In rural southwest Minnesota, where former M.Div. student Salim Kaderbhai pastors two small community churches, that idea Zscheile describes is particularly timely and challenging. One of the congregations Kaderbhai oversees recently voted to close because the ministry could no longer be sustained.
“It’s definitely hard as a pastor. I want people to understand the church is not a building, and spirituality is not about a physical location, so that idolizing the building doesn’t blind people to what true faith is.”
Kaderbhai said too often people can be talking about ‘my church,’ and they really are thinking of the building and land—how well-kept are the grounds, and is the paint fresh inside the fellowship hall? But he said it’s also painful after people have come together, sometimes for decades, sharing their lives and worshipping in one space, to not be able to say goodbye to that structure, literally and figuratively. It’s a different kind of void left for those parishioners.
So Kaderbhai said his goal is to help people in both communities find new ways to grow.
“There are two kinds of churches: Those that are meant to be a church and those that are a museum. Is it a place to preserve history, or is it a place to live out your faith? This has really forced people to reevaluate what their priorities are,” Kaderbhai said.
“From a pastoral perspective, my hope is that they all understand how we all need not only the God who created us and forgave us, but the community that God gave us. I want people to understand the importance of meaningful, transformative relationships with God and each other.”
Shaking off muscle memory
That challenge is exactly what Katie Langston ’21 M.Div. and others at Luther Seminary are helping faith leaders navigate with the resources and community of Faith+Lead.
COVID-19, said Langston, director of digital strategy and executive communications specialist, “is stripping away the muscle memory of what church is.”
If the default is gathering together on Sunday to display membership, or if attendance at a particular service is church, she said it will be much harder for a faith leader to sustain that congregation through this current— or any other—crisis the church community is likely to face.
“This pandemic is causing people to reflect deeply on the questions of what church is and what it means to be church,” Langston said. “If, as a leader, you haven’t answered that question better than ‘It’s the building,’ when we are able to gather together again you will have far fewer people, because people will have figured out they can do without church.”

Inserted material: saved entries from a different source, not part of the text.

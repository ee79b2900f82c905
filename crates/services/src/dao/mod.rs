pub mod api_binding;
pub mod base;
pub mod recent_file;
pub mod user;

pub use base::BaseDao;
use crate::fixtures::{test_app::TestApp, upstream};
use mockito::Matcher;
use serde_json::{Value, json};

#[tokio::test]
async fn drive_loading_leaves_out_a_failing_binding() {
    let mut app = TestApp::spawn().await;
    let user = app.seed_user("grace").await;
    let b1 = app.seed_binding(&user, "B1", "tok-1", true).await;
    app.seed_binding(&user, "B2", "tok-2", true).await;
    let b3 = app.seed_binding(&user, "B3", "tok-3", true).await;

    let _d1 = upstream::single_empty_drive(&mut app.upstream, "tok-1", "D1", "One").await;
    let _d2 = upstream::rejected_token(&mut app.upstream, "tok-2", 401).await;
    let _d3 = upstream::single_empty_drive(&mut app.upstream, "tok-3", "D3", "Three").await;

    let resp = app
        .auth_post("/api/dooray/driveLoading", &user.access_token)
        .send()
        .await
        .unwrap();

    assert_eq!(resp.status().as_u16(), 200);
    let body = resp.text().await.unwrap();
    assert!(!body.contains("tok-"), "token leaked: {}", body);

    let json: Value = serde_json::from_str(&body).unwrap();
    let entries = json.as_array().unwrap();
    assert_eq!(entries.len(), 2);
    assert_eq!(entries[0]["apiTitle"], "B1");
    assert_eq!(entries[0]["apiIdx"], b1.to_hex());
    assert_eq!(entries[0]["apiURL"], app.upstream.url());
    assert_eq!(entries[0]["drives"][0]["uniqueKey"], "drive-D1");
    assert_eq!(entries[1]["apiTitle"], "B3");
    assert_eq!(entries[1]["apiIdx"], b3.to_hex());
    assert_eq!(entries[1]["drives"][0]["root"]["name"], "Three");
}

#[tokio::test]
async fn drive_loading_without_connected_bindings_is_unauthorized() {
    let app = TestApp::spawn().await;
    let user = app.seed_user("heidi").await;
    app.seed_binding(&user, "idle", "tok", false).await;

    let resp = app
        .auth_post("/api/dooray/driveLoading", &user.access_token)
        .send()
        .await
        .unwrap();

    assert_eq!(resp.status().as_u16(), 401);
}

#[tokio::test]
async fn member_name_uses_first_connected_binding() {
    let mut app = TestApp::spawn().await;
    let user = app.seed_user("ivan").await;
    app.seed_binding(&user, "first", "tok-first", true).await;
    app.seed_binding(&user, "second", "tok-second", true).await;

    let _member = app
        .upstream
        .mock("GET", "/common/v1/members/M1")
        .match_header("authorization", "dooray-api tok-first")
        .with_body(upstream::ok(json!({ "id": "M1", "name": "Kim" })))
        .create_async()
        .await;

    let resp = app
        .auth_post("/api/dooray/userId?userId=M1", &user.access_token)
        .send()
        .await
        .unwrap();

    assert_eq!(resp.status().as_u16(), 200);
    assert_eq!(resp.text().await.unwrap(), "Kim");
}

#[tokio::test]
async fn member_name_is_dash_without_binding_or_result() {
    let mut app = TestApp::spawn().await;
    let user = app.seed_user("judy").await;

    let resp = app
        .auth_post("/api/dooray/userId?userId=M1", &user.access_token)
        .send()
        .await
        .unwrap();
    assert_eq!(resp.text().await.unwrap(), "-");

    app.seed_binding(&user, "work", "tok", true).await;
    let _member = app
        .upstream
        .mock("GET", "/common/v1/members/M2")
        .match_query(Matcher::Any)
        .with_body(upstream::ok(Value::Null))
        .create_async()
        .await;

    let resp = app
        .auth_post("/api/dooray/userId?userId=M2", &user.access_token)
        .send()
        .await
        .unwrap();
    assert_eq!(resp.text().await.unwrap(), "-");
}
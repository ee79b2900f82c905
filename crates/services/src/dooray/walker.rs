use std::collections::HashSet;

use drivegate_config::DooraySettings;
use futures::future::BoxFuture;
use tracing::{debug, info, warn};

use super::client::{ApiToken, DoorayClient};
use super::error::{Step, UpstreamError};
use super::model::{Drive, DriveItem, DriveSummary, File, Folder, Node};

/// Expands every private drive of a token into a full folder tree.
///
/// Calls are issued one after another. Any failing call aborts the walk,
/// so callers only ever see complete trees.
pub struct DriveWalker {
    client: DoorayClient,
    file_page_size: u32,
    follow_file_pages: bool,
    max_file_pages: u32,
}

impl DriveWalker {
    pub fn new(client: DoorayClient, settings: &DooraySettings) -> Self {
        Self {
            client,
            file_page_size: settings.file_page_size.max(1),
            follow_file_pages: settings.follow_file_pages,
            max_file_pages: settings.max_file_pages.max(1),
        }
    }

    pub async fn full_drive(&self, token: &ApiToken) -> Result<Vec<Drive>, UpstreamError> {
        let summaries: Vec<DriveSummary> = self
            .client
            .get_json(
                token,
                Step::Drives,
                "/drive/v1/drives",
                &[("type", "private".to_string())],
            )
            .await?
            .unwrap_or_default();

        let mut drives = Vec::with_capacity(summaries.len());
        for summary in summaries {
            let root = self.expand_root(token, &summary).await?;
            drives.push(Drive::new(summary, root));
        }

        info!(drives = drives.len(), "Drive walk complete");
        Ok(drives)
    }

    async fn expand_root(
        &self,
        token: &ApiToken,
        summary: &DriveSummary,
    ) -> Result<Option<Folder>, UpstreamError> {
        let drive_id = summary.id.as_str();
        let folders = self.list_folders(token, drive_id, None).await?;

        let Some(root) = folders
            .into_iter()
            .filter_map(|item| match item {
                DriveItem::Folder(folder) => Some(folder),
                _ => None,
            })
            .find(|folder| folder.is_root())
        else {
            debug!(drive_id, "Drive has no root folder, skipping");
            return Ok(None);
        };

        // The root never reappears as a descendant.
        let mut visited = HashSet::from([root.id.clone()]);
        let mut children = self.walk(token, drive_id, &root.id, &mut visited).await?;
        children.extend(self.files_in(token, drive_id, &root.id).await?);

        Ok(Some(Folder::root(root.id, summary.root_name(), children)))
    }

    /// Depth-first pre-order expansion of the folders under `parent_id`.
    /// Folders already in `visited` are dropped, which breaks cycles.
    fn walk<'a>(
        &'a self,
        token: &'a ApiToken,
        drive_id: &'a str,
        parent_id: &'a str,
        visited: &'a mut HashSet<String>,
    ) -> BoxFuture<'a, Result<Vec<Node>, UpstreamError>> {
        Box::pin(async move {
            let items = self.list_folders(token, drive_id, Some(parent_id)).await?;

            let mut nodes = Vec::with_capacity(items.len());
            for item in items {
                let DriveItem::Folder(folder) = item else {
                    continue;
                };
                if !visited.insert(folder.id.clone()) {
                    debug!(drive_id, folder_id = %folder.id, "Folder already visited");
                    continue;
                }

                let mut children = self.walk(token, drive_id, &folder.id, visited).await?;
                children.extend(self.files_in(token, drive_id, &folder.id).await?);
                nodes.push(Node::Folder(Folder::from_item(folder, children)));
            }
            Ok(nodes)
        })
    }

    async fn list_folders(
        &self,
        token: &ApiToken,
        drive_id: &str,
        parent_id: Option<&str>,
    ) -> Result<Vec<DriveItem>, UpstreamError> {
        let mut query = vec![("type", "folder".to_string())];
        if let Some(parent_id) = parent_id {
            query.push(("parentId", parent_id.to_string()));
        }

        Ok(self
            .client
            .get_json(token, Step::Folders, &files_path(drive_id), &query)
            .await?
            .unwrap_or_default())
    }

    /// Files directly inside `parent_id`. Only `page=0` is read unless
    /// page following is enabled. Following stops at a short page, at a page
    /// that repeats the previous one, or after `max_file_pages` pages.
    async fn files_in(
        &self,
        token: &ApiToken,
        drive_id: &str,
        parent_id: &str,
    ) -> Result<Vec<Node>, UpstreamError> {
        let path = files_path(drive_id);
        let mut files = Vec::new();
        let mut previous_ids: Vec<String> = Vec::new();
        let mut page: u32 = 0;

        loop {
            let items: Vec<DriveItem> = self
                .client
                .get_json(
                    token,
                    Step::Files,
                    &path,
                    &[
                        ("parentId", parent_id.to_string()),
                        ("size", self.file_page_size.to_string()),
                        ("page", page.to_string()),
                    ],
                )
                .await?
                .unwrap_or_default();

            let fetched = items.len();
            let page_files: Vec<File> = items
                .into_iter()
                .filter_map(|item| match item {
                    DriveItem::File(file) => Some(File::from_item(drive_id, file)),
                    _ => None,
                })
                .collect();
            let ids: Vec<String> = page_files.iter().map(|f| f.id.clone()).collect();

            if page > 0 && !ids.is_empty() && ids == previous_ids {
                warn!(drive_id, parent_id, page, "Upstream repeated a file page, stopping");
                break;
            }
            files.extend(page_files.into_iter().map(Node::File));

            if !self.follow_file_pages || fetched < self.file_page_size as usize {
                break;
            }
            if page + 1 >= self.max_file_pages {
                warn!(drive_id, parent_id, pages = page + 1, "File page limit reached");
                break;
            }
            previous_ids = ids;
            page += 1;
        }

        Ok(files)
    }
}

fn files_path(drive_id: &str) -> String {
    format!("/drive/v1/drives/{}/files", urlencoding::encode(drive_id))
}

She said it’s not a question of simply taking what’s done in person and plopping it online, but instead it will require “imagination and deep theological consideration of what we are doing here.”
Langston and other members of the Faith+Lead team are helping pastors and leaders ask the right questions so they can find the answers that best fit each unique spiritual community.
She encourages faith leaders to “take the opportunity now to be intentional in your discernment of what God is saying” so they can clearly define what’s next.
That intentionality is guiding Nathan Strong ’11 M.Div. as he serves his congregation at Grace Lutheran Church in Carrollton, Texas.
Strong said there’s a desire, as a community’s pastor, to feel like all the answers have to flow through him. Instead, he said, he tries to keep everything in perspective by gathering smart people around him who can determine what the community wants to accomplish.
“This pandemic felt like someone slammed on the brakes of life for all of us,” said Strong. “Now that we are slowly moving, we can figure out what is important, where we are going, and more importantly, that everyone matters to God, so they matter to us.”